From my studio window here in Thixendale, I have a stunning view over a very typical Wolds landscape; a gentle tapestry of fields and hedges interspersed with beautiful ash woodland.
I wonder how this view will look in 20 years’ time? Without the softening effect of the ash woodland, the tapestry could be stark and threadbare.
And it’s not just the Wolds that could be transformed. There are more than 80 million ash trees in the UK, most notably here, on the Yorkshire Dales and in the Peak district.
Ash thrives on upland areas and especially chalk lime-rich soil, but it grows so readily in the UK that one third of this country’s trees are ash.
In Denmark, where the disease started, more than 90 per cent of ash trees are either dead or dying. If that is what we face here, then what will the country look like without so many of its trees?
As a wildlife artist, one of my main concerns is the effect the loss will have on Britain’s wild animals and birds. Ash is such an important tree for so many of our native species.
Its hollow trunks provide safe nest sites for little owls, tawny owls and barn owls. I have spent so many happy evenings watching little owls flying in and out of ash hollows. These birds are a delight to watch. They return to the same hollow year after year.
Ash is one of the last trees to come into leaf and during spring the woodland floor is carpeted with bluebells and red campion.
You only need to stand still in an ash wood for half an hour during spring and summer and you will see so much. Both green and spotted woodpeckers tend to choose ash. And there’s nothing quite as magical as spotting their chicks peeking out from their nest holes in June.
Tree creepers also like to nest under the peeling bark of old ash trees. And robins, redstarts and so many other birds also use these graceful trees to raise their broods in.
Ash tree dieback, or chalara, disease has been compared to Dutch elm disease which, of course, virtually wiped out the English elm.
I was a child when this disease really took hold and as an adult I am left with wonderful memories of these beautiful trees.
Dutch elm disease killed off 25 million trees. But elms are made of such tough wood that it took more than 30 years to kill them off and it was even longer before they disappeared entirely.
In comparison, ash dieback disease is likely to wipe out 80 million trees within 20 years. Although a hardwood, the species rots far quicker than elm and the trees and woodland comprising them are likely to have vanished from our landscape in a frighteningly short time.

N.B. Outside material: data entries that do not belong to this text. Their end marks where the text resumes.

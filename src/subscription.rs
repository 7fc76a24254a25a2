use crate::error::{LavalinkError, Result};
use crate::event::{remove_from_weak, HandlerId, HandlerList};
use std::sync::Weak;
use tokio::sync::broadcast;

/// Channel-backed subscription to an [`EventBroadcaster`](crate::EventBroadcaster)
///
/// Created by `EventBroadcaster::subscribe`. Dropping the receiver removes its
/// handler from the broadcaster.
pub struct EventReceiver<T> {
    rx: broadcast::Receiver<T>,
    id: HandlerId,
    handlers: Weak<HandlerList<T>>,
}

impl<T: Clone> EventReceiver<T> {
    pub(crate) fn new(rx: broadcast::Receiver<T>, id: HandlerId, handlers: Weak<HandlerList<T>>) -> Self {
        Self { rx, id, handlers }
    }

    /// Receive the next event
    ///
    /// Returns `ConnectionClosed` once the broadcaster has been dropped, and
    /// `Lagged` once after events were lost to a full buffer.
    pub async fn recv(&mut self) -> Result<T> {
        self.rx.recv().await.map_err(|e| match e {
            broadcast::error::RecvError::Closed => LavalinkError::ConnectionClosed,
            broadcast::error::RecvError::Lagged(n) => LavalinkError::Lagged(n),
        })
    }

    /// Try to receive an event without blocking
    ///
    /// Returns `None` if no event is queued.
    pub fn try_recv(&mut self) -> Result<Option<T>> {
        match self.rx.try_recv() {
            Ok(event) => Ok(Some(event)),
            Err(broadcast::error::TryRecvError::Empty) => Ok(None),
            Err(broadcast::error::TryRecvError::Closed) => Err(LavalinkError::ConnectionClosed),
            Err(broadcast::error::TryRecvError::Lagged(n)) => Err(LavalinkError::Lagged(n)),
        }
    }

    /// Id of the handler feeding this receiver
    pub fn handler_id(&self) -> HandlerId {
        self.id
    }
}

impl<T> Drop for EventReceiver<T> {
    fn drop(&mut self) {
        remove_from_weak(&self.handlers, self.id);
    }
}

Elm trees were elegant, big trees and they died slowly and gracefully. As they did so, their trunks continued to be a feature of the landscape so that people of my generation were able to enjoy them for many years.
Like skeletons, their bark slowly peeling away and the bare wood beneath bleaching in the sun, the trees were also of benefit to wildlife long after their death.
On the farm in Givendale where I grew up, elms were deliberately left to stand for the sake of the wildlife that continued to occupy them.
I always remember one particular elm with a large burr on it which was hollow. I watched a pair of little owls return there year after year to raise brood after brood.
Another dying elm was home to a pair of barn owls and the roots of yet another became home to a stoat family.
Of course, ash trees will also provide shelter after their death to the wealth of wildlife that abounds here on the Wolds, but for far less time.
And if the disease really takes hold, my daughter’s generation may not even remember the woodlands that once populated this landscape.
I really hope that we can control the disease and that our beautiful woodlands aren’t lost from the Wolds landscape altogether.